Daniel Island has also hosted three Korn Ferry Tour Championships (2009–2011), the 2018 Trusted Choice Big “I” National Championship, and the 2025 Bryson Invitational. This is the second U.S. Women’s Amateur Four-Ball contested in South Carolina, joining the 2017 edition at The Dunes Golf & Beach Club in Myrtle Beach, won by Alice Chen and Taylor Totland.
Past Champions: A Decade of Four-Ball

A teenage duo has won every U.S. Women’s Amateur Four-Ball since 2021 — five consecutive years. Lee and Oh enter Monday with a chance to extend that streak to six.

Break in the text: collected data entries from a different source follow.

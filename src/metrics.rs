//! Latest-metrics extraction from free-text vital-sign log lines.
//!
//! Heuristic on purpose: values are pulled from the most recent entry
//! only, and anything that fails to parse is dropped without error.
//! Lines look like `"2024-09-01: Heart rate 72"` or
//! `"2024-09-02: BP 140/90"`.

use serde::Serialize;

/// Metrics recognized in the tail log entry. Absent fields are omitted
/// from the serialized mapping.
#[derive(Debug, Clone, Default, PartialEq, Serialize)]
pub struct LatestMetrics {
    #[serde(skip_serializing_if = "Option::is_none")]
    pub heart_rate: Option<i64>,
    #[serde(skip_serializing_if = "Option::is_none")]
    pub bp: Option<String>,
    #[serde(skip_serializing_if = "Option::is_none")]
    pub temp: Option<f64>,
}

impl LatestMetrics {
    pub fn is_empty(&self) -> bool {
        self.heart_rate.is_none() && self.bp.is_none() && self.temp.is_none()
    }
}

/// Extract metrics from the last entry of an ordered log sequence.
///
/// Only the body after the first `": "` is inspected; an entry without
/// that separator yields nothing. The three patterns are checked
/// independently, so one body can produce several metrics.
pub fn latest_metrics(entries: &[String]) -> LatestMetrics {
    let mut metrics = LatestMetrics::default();
    let Some(last) = entries.last() else {
        return metrics;
    };
    let Some((_, body)) = last.split_once(": ") else {
        return metrics;
    };

    if body.contains("Heart rate") {
        metrics.heart_rate = body
            .split("Heart rate")
            .nth(1)
            .and_then(|tail| tail.trim().parse::<i64>().ok());
    }

    if body.contains("BP") {
        metrics.bp = body.split("BP").nth(1).map(|tail| tail.trim().to_string());
    }

    if body.contains("Temp") || body.contains("Temperature") {
        let numeric: String = body
            .chars()
            .filter(|c| c.is_ascii_digit() || *c == '.')
            .collect();
        metrics.temp = numeric.parse::<f64>().ok();
    }

    metrics
}

#[cfg(test)]
mod tests {
    use super::*;

    fn lines(entries: &[&str]) -> Vec<String> {
        entries.iter().map(|s| s.to_string()).collect()
    }

    #[test]
    fn heart_rate_from_last_entry() {
        let logs = lines(&["2024-09-01: Heart rate 70", "2024-09-02: Heart rate 72"]);
        let metrics = latest_metrics(&logs);
        assert_eq!(metrics.heart_rate, Some(72));
        assert_eq!(metrics.bp, None);
        assert_eq!(metrics.temp, None);
    }

    #[test]
    fn blood_pressure_kept_as_string() {
        let logs = lines(&["2024-09-01: BP 140/90"]);
        let metrics = latest_metrics(&logs);
        assert_eq!(metrics.bp.as_deref(), Some("140/90"));
        assert_eq!(metrics.heart_rate, None);
    }

    #[test]
    fn temperature_parsed_from_digits() {
        let logs = lines(&["2024-09-01: Temp 36.8"]);
        let metrics = latest_metrics(&logs);
        assert_eq!(metrics.temp, Some(36.8));
    }

    #[test]
    fn temperature_long_form_recognized() {
        let logs = lines(&["2024-09-01: Temperature 37.2"]);
        assert_eq!(latest_metrics(&logs).temp, Some(37.2));
    }

    #[test]
    fn empty_sequence_yields_nothing() {
        let metrics = latest_metrics(&[]);
        assert!(metrics.is_empty());
    }

    #[test]
    fn entry_without_separator_yields_nothing() {
        let logs = lines(&["no separator here"]);
        assert!(latest_metrics(&logs).is_empty());
    }

    #[test]
    fn unparseable_heart_rate_is_dropped() {
        let logs = lines(&["2024-09-01: Heart rate elevated"]);
        let metrics = latest_metrics(&logs);
        assert_eq!(metrics.heart_rate, None);
        assert!(metrics.is_empty());
    }

    #[test]
    fn patterns_are_checked_independently() {
        let logs = lines(&["2024-09-01: BP 140/90 Heart rate 72"]);
        let metrics = latest_metrics(&logs);
        // "Heart rate 72" trails the BP marker, so bp captures both
        assert_eq!(metrics.bp.as_deref(), Some("140/90 Heart rate 72"));
        assert_eq!(metrics.heart_rate, Some(72));
    }

    #[test]
    fn only_last_entry_is_inspected() {
        let logs = lines(&["2024-09-01: Heart rate 72", "2024-09-02: Resting"]);
        assert!(latest_metrics(&logs).is_empty());
    }

    #[test]
    fn serializes_as_sparse_mapping() {
        let logs = lines(&["2024-09-02: Heart rate 72"]);
        let json = serde_json::to_value(latest_metrics(&logs)).unwrap();
        assert_eq!(json, serde_json::json!({ "heart_rate": 72 }));
    }
}
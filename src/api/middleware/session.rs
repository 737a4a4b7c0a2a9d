//! Session cookie middleware.
//!
//! Resolves the `portal_session` cookie to an identity and injects
//! `CurrentUser` into request extensions. It never rejects a request:
//! the access gate decides per route, so anonymous and wrong-role
//! callers receive the same restricted response from the handlers.

use axum::body::Body;
use axum::http::{header, HeaderMap, Request};
use axum::middleware::Next;
use axum::response::{IntoResponse, Response};

use crate::api::error::ApiError;
use crate::api::types::ApiContext;
use crate::models::Identity;
use crate::session::SESSION_COOKIE;

/// The caller's session identity, if any. Present in request
/// extensions on every route behind the middleware.
#[derive(Debug, Clone, Default)]
pub struct CurrentUser(pub Option<Identity>);

/// Attach the session identity (or its absence) to the request.
///
/// Accesses `ApiContext` from request extensions (injected by the
/// Extension layer).
pub async fn load_session(req: Request<Body>, next: Next) -> Response {
    match load_session_inner(req, next).await {
        Ok(resp) => resp,
        Err(err) => err.into_response(),
    }
}

async fn load_session_inner(
    mut req: Request<Body>,
    next: Next,
) -> Result<Response, ApiError> {
    let ctx: ApiContext = req
        .extensions()
        .get::<ApiContext>()
        .cloned()
        .ok_or(ApiError::Internal("missing API context".into()))?;

    let identity = match session_token(req.headers()) {
        Some(token) => ctx.session_identity(&token)?,
        None => None,
    };

    req.extensions_mut().insert(CurrentUser(identity));
    Ok(next.run(req).await)
}

/// Extract the session token from the Cookie header, if present.
pub fn session_token(headers: &HeaderMap) -> Option<String> {
    headers
        .get(header::COOKIE)?
        .to_str()
        .ok()?
        .split(';')
        .filter_map(|pair| pair.trim().split_once('='))
        .find(|(name, _)| *name == SESSION_COOKIE)
        .map(|(_, value)| value.to_string())
}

| Year | Champions | Margin | Venue |
|---|---|---|---|
| 2015 | Mika Liu & Rinko Mitsunaga | 4 and 3 | Bandon Dunes (Pacific Dunes), Ore. |
| 2016 | Hailee Cooper & Kaitlyn Papp | 19 holes | Streamsong (Blue), Fla. |
| 2017 | Alice Chen & Taylor Totland | 4 and 3 | Dunes G. & B.C., Myrtle Beach, S.C. |
| 2018 | Katrina Prendergast & Ellen Secor | 1 up | El Caballero C.C., Calif. |
| 2019 | Megan Furtney & Erica Shepherd | 2 and 1 | Timuquana C.C., Fla. |
| 2020 | Canceled (COVID-19 pandemic) | ||
| 2021 | Savannah Barber & Alexa Saldana | 5 and 4* | Maridoe G.C., Texas |
| 2022 | Thienna Huynh & Sara Im | 1 up | Grand Reserve G.C., Puerto Rico |
| 2023 | Gianna Clemente & Avery Zweig | 3 and 1 | The Home Course, Wash. |
| 2024 | Asterisk Talley & Sarah Lim | 4 and 2 | Oak Hills C.C., Texas |
| 2025 | Natalie Yen & Asia Young | 5 and 3 | Oklahoma City G&CC, Okla. |
Future U.S. Women’s Amateur Four-Ball Sites
- 2027: Farmington Country Club, Charlottesville, Va. (May 15–19)
- 2028: Blessings Golf Club, Johnson, Ark. (May 13–17)
- 2029: Desert Mountain Club, Scottsdale, Ariz. (May 12–16)
- 2030: Erin Hills, Erin, Wis. (May 18–22)
- 2035: The Country Club of York, Pa. (May 19–23)
- 2037: Bandon Dunes Golf Resort, Ore. (TBD)
By Wednesday afternoon, only one side will be left. Lee and Oh enter as overwhelming favorites, but match play’s history of upsets and 21-hole quarterfinals doesn’t care about stroke-play seeding. AmateurGolf.com’s on-the-ground reporting continues Monday through the championship match.